▶ Exercise requirements: Wherever "MissingDomainGroup" appears in a line of the listing, that line should be returned.

▶ Data supplied:
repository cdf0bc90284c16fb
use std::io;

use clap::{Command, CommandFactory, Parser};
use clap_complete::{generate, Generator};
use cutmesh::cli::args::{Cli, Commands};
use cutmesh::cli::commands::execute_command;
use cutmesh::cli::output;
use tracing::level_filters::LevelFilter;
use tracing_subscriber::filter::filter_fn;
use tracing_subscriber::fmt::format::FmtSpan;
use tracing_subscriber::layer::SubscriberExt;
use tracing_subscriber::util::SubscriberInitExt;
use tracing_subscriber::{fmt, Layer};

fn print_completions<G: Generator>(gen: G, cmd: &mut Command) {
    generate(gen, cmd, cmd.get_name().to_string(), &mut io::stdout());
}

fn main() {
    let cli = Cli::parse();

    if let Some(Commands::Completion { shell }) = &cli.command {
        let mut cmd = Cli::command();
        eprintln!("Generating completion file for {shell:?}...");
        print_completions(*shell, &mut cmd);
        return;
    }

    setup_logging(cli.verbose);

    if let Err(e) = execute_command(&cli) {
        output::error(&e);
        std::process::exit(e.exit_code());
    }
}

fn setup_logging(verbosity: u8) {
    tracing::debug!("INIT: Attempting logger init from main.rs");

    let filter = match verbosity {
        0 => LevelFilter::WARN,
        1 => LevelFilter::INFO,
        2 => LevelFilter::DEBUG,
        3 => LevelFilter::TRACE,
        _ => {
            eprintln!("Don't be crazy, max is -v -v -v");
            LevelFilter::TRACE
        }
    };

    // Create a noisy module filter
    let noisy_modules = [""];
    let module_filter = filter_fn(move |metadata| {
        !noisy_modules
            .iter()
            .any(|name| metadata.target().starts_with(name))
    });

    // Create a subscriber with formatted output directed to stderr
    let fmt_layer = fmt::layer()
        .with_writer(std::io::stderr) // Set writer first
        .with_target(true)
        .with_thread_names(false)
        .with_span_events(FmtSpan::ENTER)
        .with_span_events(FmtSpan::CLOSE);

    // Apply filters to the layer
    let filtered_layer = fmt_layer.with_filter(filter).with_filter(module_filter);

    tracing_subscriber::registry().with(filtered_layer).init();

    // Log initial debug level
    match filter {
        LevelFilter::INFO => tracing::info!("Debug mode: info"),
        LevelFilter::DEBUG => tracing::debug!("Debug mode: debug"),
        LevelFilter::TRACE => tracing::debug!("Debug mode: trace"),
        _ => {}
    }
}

...

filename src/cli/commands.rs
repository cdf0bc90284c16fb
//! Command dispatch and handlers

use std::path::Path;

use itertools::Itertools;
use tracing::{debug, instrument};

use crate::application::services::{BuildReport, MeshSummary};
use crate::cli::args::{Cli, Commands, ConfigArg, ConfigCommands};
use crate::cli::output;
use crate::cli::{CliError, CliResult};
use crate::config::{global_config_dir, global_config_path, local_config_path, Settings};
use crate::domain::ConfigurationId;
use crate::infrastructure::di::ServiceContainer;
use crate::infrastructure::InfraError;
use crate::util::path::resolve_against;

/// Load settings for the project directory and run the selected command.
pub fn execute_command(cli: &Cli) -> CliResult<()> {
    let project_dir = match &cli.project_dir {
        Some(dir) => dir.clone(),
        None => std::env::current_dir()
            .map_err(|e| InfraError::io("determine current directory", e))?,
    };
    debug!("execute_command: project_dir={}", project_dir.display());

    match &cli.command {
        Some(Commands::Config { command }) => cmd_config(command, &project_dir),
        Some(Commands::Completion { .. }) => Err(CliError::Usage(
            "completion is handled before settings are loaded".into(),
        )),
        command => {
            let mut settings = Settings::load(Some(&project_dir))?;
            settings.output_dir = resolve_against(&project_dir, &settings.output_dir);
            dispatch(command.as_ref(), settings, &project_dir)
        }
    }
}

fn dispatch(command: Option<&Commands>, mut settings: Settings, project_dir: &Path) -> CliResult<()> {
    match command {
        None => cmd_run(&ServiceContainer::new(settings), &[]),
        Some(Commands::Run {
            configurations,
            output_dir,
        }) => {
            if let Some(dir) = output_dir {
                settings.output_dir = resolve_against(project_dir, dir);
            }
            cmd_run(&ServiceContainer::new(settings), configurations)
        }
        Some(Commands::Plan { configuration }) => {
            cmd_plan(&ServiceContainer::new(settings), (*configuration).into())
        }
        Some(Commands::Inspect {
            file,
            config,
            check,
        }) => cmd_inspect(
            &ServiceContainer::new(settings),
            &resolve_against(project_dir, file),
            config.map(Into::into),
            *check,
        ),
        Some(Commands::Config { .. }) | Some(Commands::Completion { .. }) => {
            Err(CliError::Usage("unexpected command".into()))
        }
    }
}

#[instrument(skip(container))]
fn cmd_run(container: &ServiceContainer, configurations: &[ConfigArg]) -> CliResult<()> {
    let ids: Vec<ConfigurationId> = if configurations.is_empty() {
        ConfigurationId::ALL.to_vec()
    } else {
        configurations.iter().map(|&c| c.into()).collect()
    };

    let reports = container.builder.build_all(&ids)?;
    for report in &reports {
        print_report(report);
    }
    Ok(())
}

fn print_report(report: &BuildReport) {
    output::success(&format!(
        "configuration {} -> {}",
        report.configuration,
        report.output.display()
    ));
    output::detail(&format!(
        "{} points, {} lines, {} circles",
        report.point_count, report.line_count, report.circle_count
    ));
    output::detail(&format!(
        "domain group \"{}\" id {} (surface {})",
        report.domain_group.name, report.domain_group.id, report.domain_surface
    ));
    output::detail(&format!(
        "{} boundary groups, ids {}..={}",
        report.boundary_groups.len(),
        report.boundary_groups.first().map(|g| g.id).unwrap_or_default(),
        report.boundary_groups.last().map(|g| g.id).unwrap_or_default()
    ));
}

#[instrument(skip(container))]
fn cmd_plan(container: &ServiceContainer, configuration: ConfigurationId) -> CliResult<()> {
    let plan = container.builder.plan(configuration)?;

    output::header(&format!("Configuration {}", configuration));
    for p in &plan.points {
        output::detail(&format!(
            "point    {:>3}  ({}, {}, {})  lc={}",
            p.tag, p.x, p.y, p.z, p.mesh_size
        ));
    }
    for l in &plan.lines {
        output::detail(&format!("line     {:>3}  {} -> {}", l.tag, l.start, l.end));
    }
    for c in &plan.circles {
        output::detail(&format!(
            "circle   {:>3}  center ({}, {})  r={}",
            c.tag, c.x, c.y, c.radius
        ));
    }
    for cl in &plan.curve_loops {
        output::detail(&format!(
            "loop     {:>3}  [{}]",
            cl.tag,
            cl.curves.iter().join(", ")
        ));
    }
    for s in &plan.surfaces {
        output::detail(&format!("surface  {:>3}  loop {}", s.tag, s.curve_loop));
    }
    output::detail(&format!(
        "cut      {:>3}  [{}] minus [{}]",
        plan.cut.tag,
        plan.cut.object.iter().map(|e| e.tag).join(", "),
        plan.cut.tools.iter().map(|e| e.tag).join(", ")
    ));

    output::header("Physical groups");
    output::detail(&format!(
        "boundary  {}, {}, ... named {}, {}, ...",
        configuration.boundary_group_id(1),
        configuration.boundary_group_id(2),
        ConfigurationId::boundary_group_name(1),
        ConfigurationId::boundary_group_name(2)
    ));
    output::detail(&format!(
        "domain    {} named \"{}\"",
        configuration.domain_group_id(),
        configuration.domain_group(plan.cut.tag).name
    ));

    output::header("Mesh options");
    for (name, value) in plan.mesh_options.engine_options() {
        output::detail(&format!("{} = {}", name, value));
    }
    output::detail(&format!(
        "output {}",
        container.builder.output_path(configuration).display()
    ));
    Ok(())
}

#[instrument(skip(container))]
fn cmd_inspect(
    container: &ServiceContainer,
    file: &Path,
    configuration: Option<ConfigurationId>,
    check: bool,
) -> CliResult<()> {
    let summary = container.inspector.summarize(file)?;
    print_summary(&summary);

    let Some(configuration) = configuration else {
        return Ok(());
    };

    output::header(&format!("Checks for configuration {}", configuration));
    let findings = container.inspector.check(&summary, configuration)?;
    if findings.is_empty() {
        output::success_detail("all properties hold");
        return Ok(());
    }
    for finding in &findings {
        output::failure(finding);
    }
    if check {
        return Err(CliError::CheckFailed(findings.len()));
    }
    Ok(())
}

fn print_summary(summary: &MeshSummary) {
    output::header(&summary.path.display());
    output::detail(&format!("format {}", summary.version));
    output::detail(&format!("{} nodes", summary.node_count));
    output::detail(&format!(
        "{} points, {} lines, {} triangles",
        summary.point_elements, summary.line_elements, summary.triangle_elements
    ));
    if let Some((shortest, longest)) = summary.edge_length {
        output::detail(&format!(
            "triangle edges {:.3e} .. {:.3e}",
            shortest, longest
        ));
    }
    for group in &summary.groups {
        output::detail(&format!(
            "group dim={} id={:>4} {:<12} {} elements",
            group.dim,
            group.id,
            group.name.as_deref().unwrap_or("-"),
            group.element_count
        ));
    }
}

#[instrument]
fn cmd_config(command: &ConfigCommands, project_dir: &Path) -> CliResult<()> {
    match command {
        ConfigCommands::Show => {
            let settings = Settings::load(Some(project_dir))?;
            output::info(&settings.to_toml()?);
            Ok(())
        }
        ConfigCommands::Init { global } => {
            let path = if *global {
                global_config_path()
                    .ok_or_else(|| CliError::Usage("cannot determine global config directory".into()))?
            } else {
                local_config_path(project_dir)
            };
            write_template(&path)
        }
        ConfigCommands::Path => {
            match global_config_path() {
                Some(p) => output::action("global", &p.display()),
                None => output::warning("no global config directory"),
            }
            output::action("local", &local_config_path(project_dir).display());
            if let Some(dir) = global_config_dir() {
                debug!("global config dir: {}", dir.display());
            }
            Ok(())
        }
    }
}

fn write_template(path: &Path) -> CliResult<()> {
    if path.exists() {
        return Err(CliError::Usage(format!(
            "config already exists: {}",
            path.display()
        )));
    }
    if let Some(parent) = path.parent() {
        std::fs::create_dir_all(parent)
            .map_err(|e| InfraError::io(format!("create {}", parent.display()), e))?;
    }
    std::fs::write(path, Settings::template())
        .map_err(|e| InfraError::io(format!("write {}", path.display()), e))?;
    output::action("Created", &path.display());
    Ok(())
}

...

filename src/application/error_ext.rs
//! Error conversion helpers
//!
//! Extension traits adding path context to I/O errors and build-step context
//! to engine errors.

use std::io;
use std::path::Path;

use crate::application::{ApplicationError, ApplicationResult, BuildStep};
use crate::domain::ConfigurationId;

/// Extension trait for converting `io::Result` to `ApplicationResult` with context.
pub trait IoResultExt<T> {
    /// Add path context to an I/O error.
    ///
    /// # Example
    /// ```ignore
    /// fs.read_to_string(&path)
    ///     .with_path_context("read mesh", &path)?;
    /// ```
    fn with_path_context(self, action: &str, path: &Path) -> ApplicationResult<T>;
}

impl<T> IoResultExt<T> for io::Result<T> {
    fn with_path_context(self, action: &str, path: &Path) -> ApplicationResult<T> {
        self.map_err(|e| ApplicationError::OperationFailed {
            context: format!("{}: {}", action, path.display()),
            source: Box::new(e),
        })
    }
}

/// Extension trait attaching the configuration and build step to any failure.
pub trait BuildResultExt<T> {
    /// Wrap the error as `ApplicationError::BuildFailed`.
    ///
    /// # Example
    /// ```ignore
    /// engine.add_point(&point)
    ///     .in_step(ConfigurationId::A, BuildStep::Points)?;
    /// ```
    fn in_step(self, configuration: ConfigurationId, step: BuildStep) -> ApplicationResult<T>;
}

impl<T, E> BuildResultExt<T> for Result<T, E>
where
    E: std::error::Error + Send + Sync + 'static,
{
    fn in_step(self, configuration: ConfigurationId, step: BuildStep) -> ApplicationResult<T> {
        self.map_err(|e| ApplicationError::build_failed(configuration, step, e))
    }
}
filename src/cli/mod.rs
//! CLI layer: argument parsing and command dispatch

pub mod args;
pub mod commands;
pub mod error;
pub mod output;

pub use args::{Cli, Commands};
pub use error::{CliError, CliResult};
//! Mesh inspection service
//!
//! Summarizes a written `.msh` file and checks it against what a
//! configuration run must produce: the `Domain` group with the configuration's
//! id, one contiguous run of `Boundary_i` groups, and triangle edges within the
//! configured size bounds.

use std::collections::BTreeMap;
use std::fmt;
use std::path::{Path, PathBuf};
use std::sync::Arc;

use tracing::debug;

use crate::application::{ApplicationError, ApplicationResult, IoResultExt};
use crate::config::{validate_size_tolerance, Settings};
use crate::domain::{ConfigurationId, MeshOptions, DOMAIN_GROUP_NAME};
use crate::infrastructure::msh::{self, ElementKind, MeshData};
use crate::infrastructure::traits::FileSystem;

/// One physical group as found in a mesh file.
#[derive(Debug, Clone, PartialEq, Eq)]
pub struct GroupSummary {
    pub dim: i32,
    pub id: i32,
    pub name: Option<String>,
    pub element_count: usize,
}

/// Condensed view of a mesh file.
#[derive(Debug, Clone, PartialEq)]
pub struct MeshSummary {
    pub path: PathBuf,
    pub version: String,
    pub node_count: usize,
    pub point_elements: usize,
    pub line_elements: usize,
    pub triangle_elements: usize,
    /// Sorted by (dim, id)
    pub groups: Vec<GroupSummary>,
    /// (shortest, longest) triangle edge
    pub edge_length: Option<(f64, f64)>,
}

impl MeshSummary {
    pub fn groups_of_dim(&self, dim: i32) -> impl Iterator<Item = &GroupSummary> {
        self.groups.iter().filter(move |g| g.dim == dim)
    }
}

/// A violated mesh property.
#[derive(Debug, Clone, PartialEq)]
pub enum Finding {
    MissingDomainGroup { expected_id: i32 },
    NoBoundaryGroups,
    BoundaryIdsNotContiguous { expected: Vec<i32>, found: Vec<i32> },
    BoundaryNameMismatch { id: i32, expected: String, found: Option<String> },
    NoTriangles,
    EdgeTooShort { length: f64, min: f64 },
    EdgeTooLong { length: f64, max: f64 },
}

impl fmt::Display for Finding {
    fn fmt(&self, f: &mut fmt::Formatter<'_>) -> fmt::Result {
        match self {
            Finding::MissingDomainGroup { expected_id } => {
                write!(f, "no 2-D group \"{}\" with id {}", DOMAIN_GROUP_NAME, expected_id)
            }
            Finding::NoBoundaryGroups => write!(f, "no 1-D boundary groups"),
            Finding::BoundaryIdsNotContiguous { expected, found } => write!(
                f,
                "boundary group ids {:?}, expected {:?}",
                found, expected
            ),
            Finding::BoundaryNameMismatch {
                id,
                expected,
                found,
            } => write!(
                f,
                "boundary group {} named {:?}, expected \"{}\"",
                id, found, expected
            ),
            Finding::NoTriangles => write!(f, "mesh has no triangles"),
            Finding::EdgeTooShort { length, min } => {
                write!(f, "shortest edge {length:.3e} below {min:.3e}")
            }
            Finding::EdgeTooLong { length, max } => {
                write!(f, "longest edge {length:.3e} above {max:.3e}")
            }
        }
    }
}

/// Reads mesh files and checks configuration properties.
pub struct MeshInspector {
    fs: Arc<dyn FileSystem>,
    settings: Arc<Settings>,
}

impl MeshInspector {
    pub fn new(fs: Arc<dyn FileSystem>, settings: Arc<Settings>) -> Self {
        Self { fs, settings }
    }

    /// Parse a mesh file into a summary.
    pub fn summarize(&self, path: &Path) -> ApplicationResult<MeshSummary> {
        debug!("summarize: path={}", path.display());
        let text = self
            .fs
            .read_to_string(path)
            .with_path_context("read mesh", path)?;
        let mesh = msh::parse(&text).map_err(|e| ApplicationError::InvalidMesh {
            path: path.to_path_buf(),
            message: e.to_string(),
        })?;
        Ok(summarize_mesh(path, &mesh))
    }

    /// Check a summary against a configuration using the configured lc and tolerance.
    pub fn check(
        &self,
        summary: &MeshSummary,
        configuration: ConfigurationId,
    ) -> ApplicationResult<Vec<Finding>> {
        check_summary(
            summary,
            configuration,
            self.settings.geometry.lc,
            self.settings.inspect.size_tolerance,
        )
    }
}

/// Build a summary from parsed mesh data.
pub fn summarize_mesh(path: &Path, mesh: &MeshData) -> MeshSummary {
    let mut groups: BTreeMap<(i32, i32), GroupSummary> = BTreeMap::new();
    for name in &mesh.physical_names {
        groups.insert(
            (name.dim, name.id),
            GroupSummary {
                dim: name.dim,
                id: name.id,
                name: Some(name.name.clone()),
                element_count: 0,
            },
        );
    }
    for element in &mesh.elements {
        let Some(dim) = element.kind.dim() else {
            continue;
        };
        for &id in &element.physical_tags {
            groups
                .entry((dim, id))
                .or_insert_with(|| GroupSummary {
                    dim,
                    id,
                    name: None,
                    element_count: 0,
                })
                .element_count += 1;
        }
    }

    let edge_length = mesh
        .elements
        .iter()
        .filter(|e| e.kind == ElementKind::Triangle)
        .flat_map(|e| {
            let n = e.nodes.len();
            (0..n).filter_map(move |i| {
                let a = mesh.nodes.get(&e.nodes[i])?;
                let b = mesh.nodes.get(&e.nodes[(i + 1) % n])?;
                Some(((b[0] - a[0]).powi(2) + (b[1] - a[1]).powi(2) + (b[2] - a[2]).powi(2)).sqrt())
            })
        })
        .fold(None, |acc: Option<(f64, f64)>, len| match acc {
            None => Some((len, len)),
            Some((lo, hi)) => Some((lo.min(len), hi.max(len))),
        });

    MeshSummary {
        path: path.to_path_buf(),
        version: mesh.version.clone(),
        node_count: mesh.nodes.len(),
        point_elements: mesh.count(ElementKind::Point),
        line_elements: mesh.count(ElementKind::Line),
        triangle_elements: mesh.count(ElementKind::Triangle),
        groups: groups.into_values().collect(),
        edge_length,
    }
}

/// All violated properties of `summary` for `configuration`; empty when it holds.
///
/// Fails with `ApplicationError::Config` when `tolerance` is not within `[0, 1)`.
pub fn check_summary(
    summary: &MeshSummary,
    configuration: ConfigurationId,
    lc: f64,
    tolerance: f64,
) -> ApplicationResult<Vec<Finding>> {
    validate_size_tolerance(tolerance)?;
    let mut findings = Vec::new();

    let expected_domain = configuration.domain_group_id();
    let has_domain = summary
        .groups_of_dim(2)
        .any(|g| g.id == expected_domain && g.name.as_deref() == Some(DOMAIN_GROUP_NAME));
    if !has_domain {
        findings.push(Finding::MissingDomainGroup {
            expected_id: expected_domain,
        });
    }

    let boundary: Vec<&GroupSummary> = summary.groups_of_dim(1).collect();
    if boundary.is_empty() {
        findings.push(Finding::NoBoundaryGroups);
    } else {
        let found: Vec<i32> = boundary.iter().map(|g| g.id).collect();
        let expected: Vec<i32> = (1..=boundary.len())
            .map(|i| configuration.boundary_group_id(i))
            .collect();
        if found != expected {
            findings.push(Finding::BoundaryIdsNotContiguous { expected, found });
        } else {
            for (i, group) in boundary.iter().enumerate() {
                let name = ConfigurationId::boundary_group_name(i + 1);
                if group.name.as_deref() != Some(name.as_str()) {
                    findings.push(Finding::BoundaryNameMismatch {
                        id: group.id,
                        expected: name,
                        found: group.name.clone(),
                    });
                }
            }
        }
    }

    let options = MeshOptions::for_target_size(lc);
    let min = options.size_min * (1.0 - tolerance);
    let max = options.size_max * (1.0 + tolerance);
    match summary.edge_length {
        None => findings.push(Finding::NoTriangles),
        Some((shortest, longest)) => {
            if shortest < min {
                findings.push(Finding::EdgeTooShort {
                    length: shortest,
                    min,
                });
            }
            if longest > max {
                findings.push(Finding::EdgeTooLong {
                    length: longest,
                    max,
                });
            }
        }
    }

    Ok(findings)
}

▶ Response to the exercise:
    MissingDomainGroup { expected_id: i32 },
            Finding::MissingDomainGroup { expected_id } => {
        findings.push(Finding::MissingDomainGroup {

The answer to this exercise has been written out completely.